## What to produce
One line at a time, check the entries below for the word "info", and copy each line that has it.

──────── Task inputs

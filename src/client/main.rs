mod lobby_scene;
mod network;
mod render;
mod room_scene;
mod scene;

use std::path::PathBuf;

use ggegui::Gui;
use ggez::conf::{WindowMode, WindowSetup};
use ggez::event::EventHandler;
use ggez::input::keyboard::KeyInput;
use ggez::{event, ContextBuilder};
use ggez::{Context, GameError, GameResult};
use kickabout::network::RoomCode;
use kickabout::session::{ClientSession, Phase};
use kickabout::settings::Settings;
use kickabout::{GAME_HEIGHT, GAME_WIDTH};

use lobby_scene::LobbyScene;
use network::{Network, NetworkEvent};
use scene::Scene;

fn main() -> GameResult {
    if let Ok(runtime) = std::env::var("RUNTIME_PATH") {
        let runtime = PathBuf::from(runtime).join("client");
        println!("Setting runtime to {}", runtime.display());
        std::env::set_current_dir(runtime)?;
    }

    let settings = load_settings();

    env_logger::Builder::from_env(env_logger::Env::default().default_filter_or(settings.log_level.as_str())).init();

    let cb = ContextBuilder::new("kickabout", "tylian")
        .window_setup(WindowSetup::default().title("Kickabout").vsync(settings.vsync))
        .window_mode(WindowMode::default().dimensions(GAME_WIDTH, GAME_HEIGHT));

    let (mut ctx, event_loop) = cb.build()?;

    // a room code on the command line wins over the one we were last in
    let rejoin = std::env::args()
        .nth(1)
        .and_then(|code| RoomCode::parse(&code))
        .or_else(|| settings.last_room.clone());

    let state = GameHandler::new(&mut ctx, settings, rejoin)?;
    event::run(ctx, event_loop, state)
}

fn load_settings() -> Settings {
    match Settings::load() {
        Ok(settings) => settings,
        Err(e) => {
            // logger isn't up yet
            eprintln!("Using default settings ({e})");
            Settings::default()
        }
    }
}

struct GameHandler {
    scene: Scene,
    state: GameState,
}

impl GameHandler {
    fn new(ctx: &mut Context, settings: Settings, rejoin: Option<RoomCode>) -> GameResult<Self> {
        Ok(Self {
            scene: Scene::from(LobbyScene::new()),
            state: GameState::new(ctx, settings, rejoin)?,
        })
    }
}

impl EventHandler for GameHandler {
    fn update(&mut self, ctx: &mut Context) -> GameResult {
        self.state.update_network();
        self.scene.update(ctx, &mut self.state)?;
        self.state.remember_room();
        Ok(())
    }

    fn draw(&mut self, ctx: &mut Context) -> GameResult {
        self.scene.draw(ctx, &mut self.state)
    }

    fn quit_event(&mut self, _ctx: &mut Context) -> GameResult<bool> {
        log::info!("Goodbye!");
        self.state.network.stop();
        Ok(false)
    }

    fn key_down_event(&mut self, _ctx: &mut Context, input: KeyInput, _repeated: bool) -> GameResult {
        // Override default so esc doesn't close game
        if let Some(code) = input.keycode {
            self.state.session.key_down(code);
        }
        Ok(())
    }

    fn key_up_event(&mut self, _ctx: &mut Context, input: KeyInput) -> GameResult {
        if let Some(code) = input.keycode {
            self.state.session.key_up(code);
        }
        Ok(())
    }

    fn text_input_event(&mut self, _ctx: &mut Context, character: char) -> GameResult {
        self.state.gui.input.text_input_event(character);
        Ok(())
    }
}

pub struct GameState {
    gui: Gui,
    settings: Settings,
    session: ClientSession,
    network: Network,
    /// Room to join once the connection is up.
    rejoin: Option<RoomCode>,
}

impl GameState {
    fn new(ctx: &mut Context, settings: Settings, rejoin: Option<RoomCode>) -> GameResult<Self> {
        let gui = Gui::new(ctx);
        let session = ClientSession::new(&settings);
        let network = Network::connect(&settings).map_err(|e| GameError::CustomError(e.to_string()))?;

        Ok(Self {
            gui,
            settings,
            session,
            network,
            rejoin,
        })
    }

    fn update_network(&mut self) {
        while let Some(event) = self.network.try_receive() {
            match event {
                NetworkEvent::Connected => {
                    if let Some(code) = self.rejoin.take() {
                        log::info!("Rejoining room {code}");
                        self.session.join_room(code.as_str(), &mut self.network);
                    }
                }
                NetworkEvent::Packet(packet) => self.session.handle_packet(packet),
                NetworkEvent::ConnectFailed | NetworkEvent::Disconnected => (),
            }
        }
    }

    /// Keeps `last_room` in the settings file in step with the room we're in.
    fn remember_room(&mut self) {
        if self.rejoin.is_some() {
            return;
        }

        let current = match self.session.phase() {
            Phase::Lobby => None,
            Phase::Waiting | Phase::Playing => self.session.room().map(|room| room.code.clone()),
        };

        if current == self.settings.last_room {
            return;
        }

        self.settings.last_room = current;
        if let Err(e) = self.settings.save() {
            log::warn!("Couldn't write settings, just fyi: {:?}", e);
        }
    }
}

────────────────

## Result
        log::info!("Goodbye!");
                        log::info!("Rejoining room {code}");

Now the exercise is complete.